● Try it:
For this exercise, return exactly the lines of the material below that begin at the one with "pub fn has_store(&self, name: &str)" and stop after the one with "impl DnsRecordStoreFactory for".
--- START ---
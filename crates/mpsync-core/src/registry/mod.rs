//! Plugin-based collaborator registry
//!
//! Client sources and DNS record stores are registered by type name at
//! startup and instantiated from configuration, so the daemon never matches
//! on concrete implementations.
//!
//! ## Usage
//!
//! ```rust,ignore
//! use mpsync_core::registry::Registry;
//!
//! let registry = Registry::new();
//! mpsync_source_meraki::register(&registry);
//! mpsync_sink_pihole::register(&registry);
//!
//! let source = registry.create_source(&config.source)?;
//! let store = registry.create_store(&config.store)?;
//! ```

use crate::config::{ClientSourceConfig, DnsStoreConfig};
use crate::error::{Error, Result};
use crate::traits::{ClientSource, ClientSourceFactory, DnsRecordStore, DnsRecordStoreFactory};
use std::collections::HashMap;
use std::sync::{RwLock, RwLockReadGuard, RwLockWriteGuard};

/// Registry of collaborator factories
///
/// Interior mutability through `RwLock` lets plugin crates register against a
/// shared reference.
#[derive(Default)]
pub struct Registry {
    sources: RwLock<HashMap<String, Box<dyn ClientSourceFactory>>>,
    stores: RwLock<HashMap<String, Box<dyn DnsRecordStoreFactory>>>,
}

impl Registry {
    /// Create an empty registry
    pub fn new() -> Self {
        Self::default()
    }

    /// Register a client source factory under `name`
    pub fn register_source(&self, name: impl Into<String>, factory: Box<dyn ClientSourceFactory>) {
        write(&self.sources).insert(name.into(), factory);
    }

    /// Register a DNS record store factory under `name`
    pub fn register_store(&self, name: impl Into<String>, factory: Box<dyn DnsRecordStoreFactory>) {
        write(&self.stores).insert(name.into(), factory);
    }

    /// Create a client source from configuration
    ///
    /// # Errors
    ///
    /// [`Error::Config`] when no factory is registered for the type, or
    /// whatever the factory reports.
    pub fn create_source(&self, config: &ClientSourceConfig) -> Result<Box<dyn ClientSource>> {
        let name = config.type_name();
        let sources = read(&self.sources);
        let factory = sources
            .get(name)
            .ok_or_else(|| Error::config(format!("Unknown client source type: {}", name)))?;

        factory.create(config)
    }

    /// Create a DNS record store from configuration
    ///
    /// # Errors
    ///
    /// [`Error::Config`] when no factory is registered for the type, or
    /// whatever the factory reports.
    pub fn create_store(&self, config: &DnsStoreConfig) -> Result<Box<dyn DnsRecordStore>> {
        let name = config.type_name();
        let stores = read(&self.stores);
        let factory = stores
            .get(name)
            .ok_or_else(|| Error::config(format!("Unknown DNS store type: {}", name)))?;

        factory.create(config)
    }

    /// Registered client source types
    pub fn list_sources(&self) -> Vec<String> {
        read(&self.sources).keys().cloned().collect()
    }

    /// Registered DNS store types
    pub fn list_stores(&self) -> Vec<String> {
        read(&self.stores).keys().cloned().collect()
    }

    /// Whether a client source type is registered
    pub fn has_source(&self, name: &str) -> bool {
        read(&self.sources).contains_key(name)
    }

    /// Whether a DNS store type is registered
    pub fn has_store(&self, name: &str) -> bool {
        read(&self.stores).contains_key(name)
    }
}

// A panic while holding the lock cannot leave the map half-written.
fn read<T>(lock: &RwLock<T>) -> RwLockReadGuard<'_, T> {
    lock.read().unwrap_or_else(|e| e.into_inner())
}

fn write<T>(lock: &RwLock<T>) -> RwLockWriteGuard<'_, T> {
    lock.write().unwrap_or_else(|e| e.into_inner())
}

#[cfg(test)]
mod tests {
    use super::*;

    struct RejectingStoreFactory;

    impl DnsRecordStoreFactory for RejectingStoreFactory {
        fn create(&self, _config: &DnsStoreConfig) -> Result<Box<dyn DnsRecordStore>> {
            Err(Error::not_found("store not available in tests"))
        }
    }

    fn pihole() -> DnsStoreConfig {
        DnsStoreConfig::Pihole {
            url: "http://pi.hole".to_string(),
            password: None,
            dry_run: false,
        }
    }

    #[test]
    fn registration_is_visible() {
        let registry = Registry::new();
        assert!(!registry.has_store("pihole"));

        registry.register_store("pihole", Box::new(RejectingStoreFactory));

        assert!(registry.has_store("pihole"));
        assert_eq!(registry.list_stores(), vec!["pihole".to_string()]);
        assert!(registry.list_sources().is_empty());
    }

    #[test]
    fn unknown_type_is_a_config_error() {
        let registry = Registry::new();
        assert!(matches!(registry.create_store(&pihole()), Err(Error::Config(_))));
    }

    #[test]
    fn factory_errors_are_returned() {
        let registry = Registry::new();
        registry.register_store("pihole", Box::new(RejectingStoreFactory));
        assert!(matches!(registry.create_store(&pihole()), Err(Error::NotFound(_))));
    }
}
--- END ---
● Final answer:
    pub fn has_store(&self, name: &str) -> bool {
        read(&self.stores).contains_key(name)
    }
}

// A panic while holding the lock cannot leave the map half-written.
fn read<T>(lock: &RwLock<T>) -> RwLockReadGuard<'_, T> {
    lock.read().unwrap_or_else(|e| e.into_inner())
}

fn write<T>(lock: &RwLock<T>) -> RwLockWriteGuard<'_, T> {
    lock.write().unwrap_or_else(|e| e.into_inner())
}

#[cfg(test)]
mod tests {
    use super::*;

    struct RejectingStoreFactory;

    impl DnsRecordStoreFactory for RejectingStoreFactory {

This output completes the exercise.